In another research study by Redpoint Global on customer experiences in financial services, it was found that while 82% of respondents expected banks to personally understand them, only 38% say their bank is effective in doing so. The consistency of communications across all channels was thought to be an imperative. In fact, while 88% of consumers said that a bank should have seamless, relevant and timely communications across all channels, less than half (45%) felt their bank was effective at achieving this objective. According to Brian Morris, Financial Services Partner at Pricewaterhouse Coopers, LLC, “Having an integrated view of the customer is no longer a nice to have – it is table stakes. In the past, that statement might have been considered hyperbolic, but today it is a fact.”
Growing Importance of CX:
Today’s consumers expect their financial institutions to deliver seamless, personalized, relevant experiences, but many organizations are simply missing the mark.
Of concern is that the non-traditional players in financial services are perceived as doing a better job than legacy banks in delivering a personalized experience. For instance, digital-first financial services, such as Apple, QuickenLoans and SoFi were perceived by more than half of consumers (54%) as investing much more in personalization versus traditional banks. This correlated with the perception that these organizations placed the consumer more at the center of the relationship.
Personalization is a Digital Transformation Imperative
When marketers were asked about the requirements for improved customer engagement, creating personalized experiences that are contextual, timely, and valued by the individual consumer was considered the most important, followed by the ability to deliver services across channels that are available at any time 24/7/365.
Understanding the customer ‘beyond the basics’ was also thought to be a significant driver of CX excellence. All of these require an investment in AI, personalization, real-time engagement, omnichannel presence and MarTech, which are foundational components of digital banking transformation.

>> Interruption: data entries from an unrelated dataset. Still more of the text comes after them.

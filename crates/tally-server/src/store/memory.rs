//! In-memory counter store.
//!
//! Backs the test suite; `None` models an absent key the same way the Redis
//! backend sees one.

use std::sync::Mutex;

use async_trait::async_trait;

use tally_core::error::{Result, TallyError};

use crate::store::CounterStore;

#[derive(Debug, Default)]
pub struct MemoryStore {
    value: Mutex<Option<i64>>,
}

impl MemoryStore {
    pub fn new() -> Self {
        Self::default()
    }

    fn lock(&self) -> Result<std::sync::MutexGuard<'_, Option<i64>>> {
        self.value
            .lock()
            .map_err(|_| TallyError::Internal("memory store poisoned".into()))
    }
}

#[async_trait]
impl CounterStore for MemoryStore {
    async fn ensure_exists(&self) -> Result<()> {
        let mut slot = self.lock()?;
        if slot.is_none() {
            *slot = Some(0);
        }
        Ok(())
    }

    async fn get(&self) -> Result<i64> {
        Ok(self.lock()?.unwrap_or(0))
    }

    async fn increment(&self) -> Result<i64> {
        let mut slot = self.lock()?;
        let next = slot.unwrap_or(0) + 1;
        *slot = Some(next);
        Ok(next)
    }

    async fn decrement(&self) -> Result<i64> {
        let mut slot = self.lock()?;
        let current = slot.unwrap_or(0);
        if current == 0 {
            return Err(TallyError::NegativeCounter);
        }
        let next = current - 1;
        *slot = Some(next);
        Ok(next)
    }

    async fn reset(&self) -> Result<i64> {
        *self.lock()? = Some(0);
        Ok(0)
    }
}
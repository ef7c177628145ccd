//! tally core: error surface and JSON wire types shared by the server and tests.
//!
//! This crate defines the client-facing contracts of the counter service. It
//! intentionally carries no transport or runtime dependencies so it can be
//! reused by the server, the test suite, and any future client tooling.
//!
//! # Defensive guarantees
//! Panics, `unwrap`, and `expect` are compile-denied here
//! (`#![deny(clippy::panic, clippy::unwrap_used, clippy::expect_used)]`).
//! All fallible paths must surface as `TallyError`/`Result`.

#![deny(clippy::unwrap_used)]
#![deny(clippy::expect_used)]
#![deny(clippy::panic)]

pub mod api;
pub mod error;

pub use error::{ClientCode, Result, TallyError};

According to the research from Redpoint Global, the importance of personalization is increasing as consumers understand what is possible and expect the organizations they do business with to keep pace with market leaders. Some of the key underlying trends include:
- Nearly all marketers (95%) and 70% of consumers said they will only shop with brands that personally understand them
- Transparency from brands impact loyalty, especially related to challenges that are caused by the pandemic (store closing, staff shortages, servicing delays, etc.).
- 82% of consumers said they expect brands to accommodate their preferences and expectations,
- CX extends beyond privacy and personalization. A quarter of consumers say they are less likely to do business with brands that do not embody their values.
- Personalization must include website design, advice and recommendations, with 49% saying that personalized content/offers increase the likelihood to make a purchase.
Summing up the overall research findings, John Nash, Chief Marketing and Strategy Officer of Redpoint Global, observes that “Marketers recognize the challenges of delivering optimal customer experiences, even when overestimating their own ability to deliver that experience. Bridging these gaps will require continued investment in solutions that can deliver perfected customer data and simplify orchestration of real-time decisions, interactions and overall customer engagement.”